As I was praying and processing and meditating on His Word, it wasn't that I had any divine epiphanies. There was nothing new for me to learn on this subject...but bless His magnificent Name...He kept graciously reminding me of a few things over and over again.


  • I need to be impeccably above the standards of this age...not only in my spoken word...but in my written word as well. Facebook should not be a platform to air my grievances...whether they are personal or against an entire people group. Neither will I condescend to fight through texting, messaging or wall posts. And this blog should always be used as a tool to bless (aka. speak well of) instead of curse (doom) my fellow man whether I can yet call them brother or sister in Christ or not.
  • The post I wrote a year ago about Jeremiah 31:3 "The LORD appeared to him from afar, saying "I have loved you with an everlasting love; Therefore I have drawn you with lovingkindness." is just as true today as it was last October. In the way that a salve or poultice will "draw out" the yuck in a wound so that true healing can begin...God himself slathers His lovingkindness all over our "yuck"...drawing it out so that true healing and growth can begin.
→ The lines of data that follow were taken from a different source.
//! SQLite-based store implementation

use chrono::{DateTime, Local};
use emtrack_api::{IncubationBatch, MonitoringSession};
use emtrack_util::{BatchId, SessionId};
use rusqlite::{Connection, OptionalExtension, params};
use std::path::Path;
use std::sync::Mutex;
use tracing::{debug, warn};

use crate::{AuditEvent, Store, StoreResult};

/// SQLite-based store
pub struct SqliteStore {
    conn: Mutex<Connection>,
}

impl SqliteStore {
    /// Open or create a store at the given path
    pub fn open(path: impl AsRef<Path>) -> StoreResult<Self> {
        let conn = Connection::open(path)?;
        let store = Self {
            conn: Mutex::new(conn),
        };
        store.init_schema()?;
        Ok(store)
    }

    /// Create an in-memory store (for testing)
    pub fn in_memory() -> StoreResult<Self> {
        let conn = Connection::open_in_memory()?;
        let store = Self {
            conn: Mutex::new(conn),
        };
        store.init_schema()?;
        Ok(store)
    }

    fn init_schema(&self) -> StoreResult<()> {
        let conn = self.conn.lock().unwrap();

        conn.execute_batch(
            r#"
            -- Audit log (append-only)
            CREATE TABLE IF NOT EXISTS audit_log (
                id INTEGER PRIMARY KEY AUTOINCREMENT,
                timestamp TEXT NOT NULL,
                event_json TEXT NOT NULL
            );

            -- Session snapshots
            CREATE TABLE IF NOT EXISTS sessions (
                id TEXT PRIMARY KEY,
                snapshot_json TEXT NOT NULL,
                updated_at TEXT NOT NULL
            );

            -- Incubation batch snapshots
            CREATE TABLE IF NOT EXISTS batches (
                id TEXT PRIMARY KEY,
                snapshot_json TEXT NOT NULL,
                updated_at TEXT NOT NULL
            );

            -- Indexes
            CREATE INDEX IF NOT EXISTS idx_audit_timestamp ON audit_log(timestamp);
            "#,
        )?;

        debug!("Store schema initialized");
        Ok(())
    }
}

impl Store for SqliteStore {
    fn append_audit(&self, mut event: AuditEvent) -> StoreResult<()> {
        let conn = self.conn.lock().unwrap();
        let event_json = serde_json::to_string(&event.event)?;

        conn.execute(
            "INSERT INTO audit_log (timestamp, event_json) VALUES (?, ?)",
            params![event.timestamp.to_rfc3339(), event_json],
        )?;

        event.id = conn.last_insert_rowid();
        debug!(event_id = event.id, "Audit event appended");

        Ok(())
    }

    fn get_recent_audits(&self, limit: usize) -> StoreResult<Vec<AuditEvent>> {
        let conn = self.conn.lock().unwrap();

        let mut stmt = conn.prepare(
            "SELECT id, timestamp, event_json FROM audit_log ORDER BY id DESC LIMIT ?",
        )?;

        let rows = stmt.query_map([limit], |row| {
            let id: i64 = row.get(0)?;
            let timestamp_str: String = row.get(1)?;
            let event_json: String = row.get(2)?;
            Ok((id, timestamp_str, event_json))
        })?;

        let mut events = Vec::new();
        for row in rows {
            let (id, timestamp_str, event_json) = row?;
            let timestamp = DateTime::parse_from_rfc3339(&timestamp_str)
                .map(|dt| dt.with_timezone(&Local))
                .unwrap_or_else(|_| Local::now());
            let event: crate::AuditEventType = serde_json::from_str(&event_json)?;

            events.push(AuditEvent {
                id,
                timestamp,
                event,
            });
        }

        Ok(events)
    }

    fn save_session(&self, session: &MonitoringSession) -> StoreResult<()> {
        let conn = self.conn.lock().unwrap();
        let json = serde_json::to_string(session)?;

        conn.execute(
            r#"
            INSERT INTO sessions (id, snapshot_json, updated_at)
            VALUES (?, ?, ?)
            ON CONFLICT(id)
            DO UPDATE SET snapshot_json = excluded.snapshot_json,
                          updated_at = excluded.updated_at
            "#,
            params![session.id.as_str(), json, Local::now().to_rfc3339()],
        )?;

        debug!(session_id = %session.id, "Session snapshot saved");
        Ok(())
    }

    fn load_session(&self, id: &SessionId) -> StoreResult<Option<MonitoringSession>> {
        let conn = self.conn.lock().unwrap();

        let json: Option<String> = conn
            .query_row(
                "SELECT snapshot_json FROM sessions WHERE id = ?",
                [id.as_str()],
                |row| row.get(0),
            )
            .optional()?;

        match json {
            Some(s) => {
                let session: MonitoringSession = serde_json::from_str(&s)?;
                Ok(Some(session))
            }
            None => Ok(None),
        }
    }

    fn list_session_ids(&self) -> StoreResult<Vec<SessionId>> {
        let conn = self.conn.lock().unwrap();

        let mut stmt = conn.prepare("SELECT id FROM sessions ORDER BY id")?;
        let rows = stmt.query_map([], |row| {
            let id: String = row.get(0)?;
            Ok(id)
        })?;

        let mut ids = Vec::new();
        for row in rows {
            ids.push(SessionId::from(row?));
        }
        Ok(ids)
    }

    fn save_batch(&self, batch: &IncubationBatch) -> StoreResult<()> {
        let conn = self.conn.lock().unwrap();
        let json = serde_json::to_string(batch)?;

        conn.execute(
            r#"
            INSERT INTO batches (id, snapshot_json, updated_at)
            VALUES (?, ?, ?)
            ON CONFLICT(id)
            DO UPDATE SET snapshot_json = excluded.snapshot_json,
                          updated_at = excluded.updated_at
            "#,
            params![batch.id.to_string(), json, Local::now().to_rfc3339()],
        )?;

        debug!(batch_id = %batch.id, "Batch snapshot saved");
        Ok(())
    }

    fn load_batch(&self, id: &BatchId) -> StoreResult<Option<IncubationBatch>> {
        let conn = self.conn.lock().unwrap();

        let json: Option<String> = conn
            .query_row(
                "SELECT snapshot_json FROM batches WHERE id = ?",
                [id.to_string()],
                |row| row.get(0),
            )
            .optional()?;

        match json {
            Some(s) => {
                let batch: IncubationBatch = serde_json::from_str(&s)?;
                Ok(Some(batch))
            }
            None => Ok(None),
        }
    }

    fn is_healthy(&self) -> bool {
        match self.conn.lock() {
            Ok(conn) => conn.query_row("SELECT 1", [], |_| Ok(())).is_ok(),
            Err(_) => {
                warn!("Store lock poisoned");
                false
            }
        }
    }
}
And here's something of a new thing I did learn during the tortuous week of self-examination: The drawing never ends! In God's perfect timing and mercy, He begins drawing out from the surface and slowly, yet assuredly, He takes away layer and layer of "yuck" so that as the internal is purged and refined, the external radiates His gorgeous Light more clearly.

So when you come across that time in your life when you feel like you're struggling in an area that you've worked on before, maybe He's just "drawing" out at a deeper level, calling you to a deeper walk, so the Light of His Love will shine forth more brilliantly, piercing the deeper darkness in a way we never could have imagined.